Item 2.01 Completion of Acquisition or Disposition of Assets
On July 13, 2022, ICF International, Inc. (the “Company”) completed the previously announced purchase transaction, contemplated in that certain Equity Purchase Agreement (the “Purchase Agreement”) by and among ICF Incorporated, L.L.C. (“Purchaser”), SemanticBits, LLC, a Virginia limited liability company (“Wicket”), and Ramprakash Chilukuri and Vinay Kumar (collectively, the “Equity Holders”), each individually, and Ramprakash Chilukuri in his capacity as the Sellers’ Representative. By the terms of the Purchase Agreement, Purchaser acquired 100% of the membership interests in Wicket (the “Acquisition”), which became a wholly owned subsidiary of the Purchaser and an indirect subsidiary of the Company. The Company paid the base purchase price under the Purchase Agreement in cash to the Equity Holders, subject to adjustment as provided in the Purchase Agreement, as previously reported in the Current Report on Form 8-K filed with the Securities Exchange Commission on June 8, 2022, as amended by the amendment to the Current Report on Form 8-K/A filed on July 1, 2022.

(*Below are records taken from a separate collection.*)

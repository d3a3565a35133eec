//! Axis-aligned bounding boxes in latitude/longitude space
//!
//! Containment is a plain rectangle test with inclusive bounds. There is no
//! geodesic correction and no antimeridian wrapping.

use crate::domain::error::GeofenceError;
use serde::{Deserialize, Serialize};

/// Maximum absolute latitude in degrees
pub const MAX_LATITUDE: f64 = 90.0;

/// Maximum absolute longitude in degrees
pub const MAX_LONGITUDE: f64 = 180.0;

/// A single position sample
#[derive(Debug, Clone, Copy, PartialEq, Serialize, Deserialize)]
pub struct Position {
    pub latitude: f64,
    pub longitude: f64,
}

impl Position {
    #[inline]
    pub fn new(latitude: f64, longitude: f64) -> Self {
        Self { latitude, longitude }
    }

    /// True if both coordinates are finite and within the WGS84 ranges
    pub fn is_valid(&self) -> bool {
        self.latitude.is_finite()
            && self.longitude.is_finite()
            && self.latitude.abs() <= MAX_LATITUDE
            && self.longitude.abs() <= MAX_LONGITUDE
    }
}

/// Rectangle defined by `(min_lat, max_lat, min_lon, max_lon)`
///
/// Construction goes through [`BoundingBox::new`], so `min <= max` holds on both
/// axes for every value of this type, including deserialized ones.
#[derive(Debug, Clone, Copy, PartialEq, Serialize, Deserialize)]
#[serde(try_from = "RawBoundingBox")]
pub struct BoundingBox {
    min_latitude: f64,
    max_latitude: f64,
    min_longitude: f64,
    max_longitude: f64,
}

/// Unvalidated wire form of a bounding box
#[derive(Debug, Clone, Copy, Deserialize)]
pub struct RawBoundingBox {
    pub min_latitude: f64,
    pub max_latitude: f64,
    pub min_longitude: f64,
    pub max_longitude: f64,
}

impl TryFrom<RawBoundingBox> for BoundingBox {
    type Error = GeofenceError;

    fn try_from(raw: RawBoundingBox) -> Result<Self, Self::Error> {
        Self::new(raw.min_latitude, raw.max_latitude, raw.min_longitude, raw.max_longitude)
    }
}

impl BoundingBox {
    /// Validate and build a bounding box
    pub fn new(
        min_latitude: f64,
        max_latitude: f64,
        min_longitude: f64,
        max_longitude: f64,
    ) -> Result<Self, GeofenceError> {
        let coords = [min_latitude, max_latitude, min_longitude, max_longitude];
        if coords.iter().any(|c| !c.is_finite()) {
            return Err(GeofenceError::InvalidGeometry("non-finite coordinate".to_string()));
        }
        if min_latitude > max_latitude {
            return Err(GeofenceError::InvalidGeometry(format!(
                "min_latitude {min_latitude} > max_latitude {max_latitude}"
            )));
        }
        if min_longitude > max_longitude {
            return Err(GeofenceError::InvalidGeometry(format!(
                "min_longitude {min_longitude} > max_longitude {max_longitude}"
            )));
        }

        Ok(Self { min_latitude, max_latitude, min_longitude, max_longitude })
    }

    pub fn min_latitude(&self) -> f64 {
        self.min_latitude
    }

    pub fn max_latitude(&self) -> f64 {
        self.max_latitude
    }

    pub fn min_longitude(&self) -> f64 {
        self.min_longitude
    }

    pub fn max_longitude(&self) -> f64 {
        self.max_longitude
    }

    /// Inclusive containment test
    #[inline]
    pub fn contains(&self, point: Position) -> bool {
        contains(point, self)
    }
}

/// True iff `point` lies inside `bbox`, bounds included
#[inline]
pub fn contains(point: Position, bbox: &BoundingBox) -> bool {
    bbox.min_latitude <= point.latitude
        && point.latitude <= bbox.max_latitude
        && bbox.min_longitude <= point.longitude
        && point.longitude <= bbox.max_longitude
}
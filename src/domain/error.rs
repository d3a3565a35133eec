//! Errors returned by fence configuration operations

use thiserror::Error;

/// Recoverable failures of add/remove
#[derive(Debug, Clone, PartialEq, Error)]
pub enum GeofenceError {
    /// A fence with this name already exists.
    #[error("fence with name '{0}' exists")]
    DuplicateName(String),
    /// Bounding box has `min > max` on an axis or a non-finite coordinate.
    #[error("invalid bounding box: {0}")]
    InvalidGeometry(String),
    /// No fence with this name.
    #[error("fence '{0}' not found")]
    NotFound(String),
}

The foregoing description of the Purchase Agreement does not purport to be complete and is qualified in its entirety by reference to the Purchase Agreement, which was filed as an exhibit by an amendment to the Current Report on Form 8-K filed with the Securities and Exchange Commission on July 1, 2022.
Cautionary Note Regarding the Purchase Agreement
The Purchase Agreement provides investors and security holders with information regarding its terms and conditions and is not intended to provide any factual information about the Company or Wicket. In particular, the assertions embodied in the representations and warranties contained in the Purchase Agreement are qualified by information in confidential disclosure schedules that the parties have exchanged in connection with the signing of the Purchase Agreement. Moreover, certain representations and warranties in the Purchase Agreement were used for the purpose of allocating risk, rather than establishing matters as facts. Accordingly, investors and security holders should not rely on the representations and warranties in the Purchase Agreement as characterizations of the actual state of facts, since they were made only as of the date of the Purchase Agreement and are modified in important part by the underlying confidential disclosure schedules. Moreover, information concerning the subject matter of the representations and warranties, covenants and other terms, and waivers or modifications thereof, may change after the date of the Purchase Agreement, which subsequent information may or may not be fully reflected in the Company’s public disclosures.
Cautionary Statements
This filing and the exhibit attached hereto contain forward-looking statements that involve risks, uncertainties and assumptions. If such risks or uncertainties materialize or such assumptions prove incorrect, the results of the Company and its consolidated subsidiaries could differ materially from those expressed or implied by such forward-looking statements and assumptions. All statements other than statements of historical fact are statements that could be deemed forward-looking statements, including the expected benefits and costs of the Acquisition.
Item 8.01 Other Events
On July 14, 2022, the Company issued a press release announcing the completion of the Acquisition. A copy of the press release is attached hereto as Exhibit 99.1.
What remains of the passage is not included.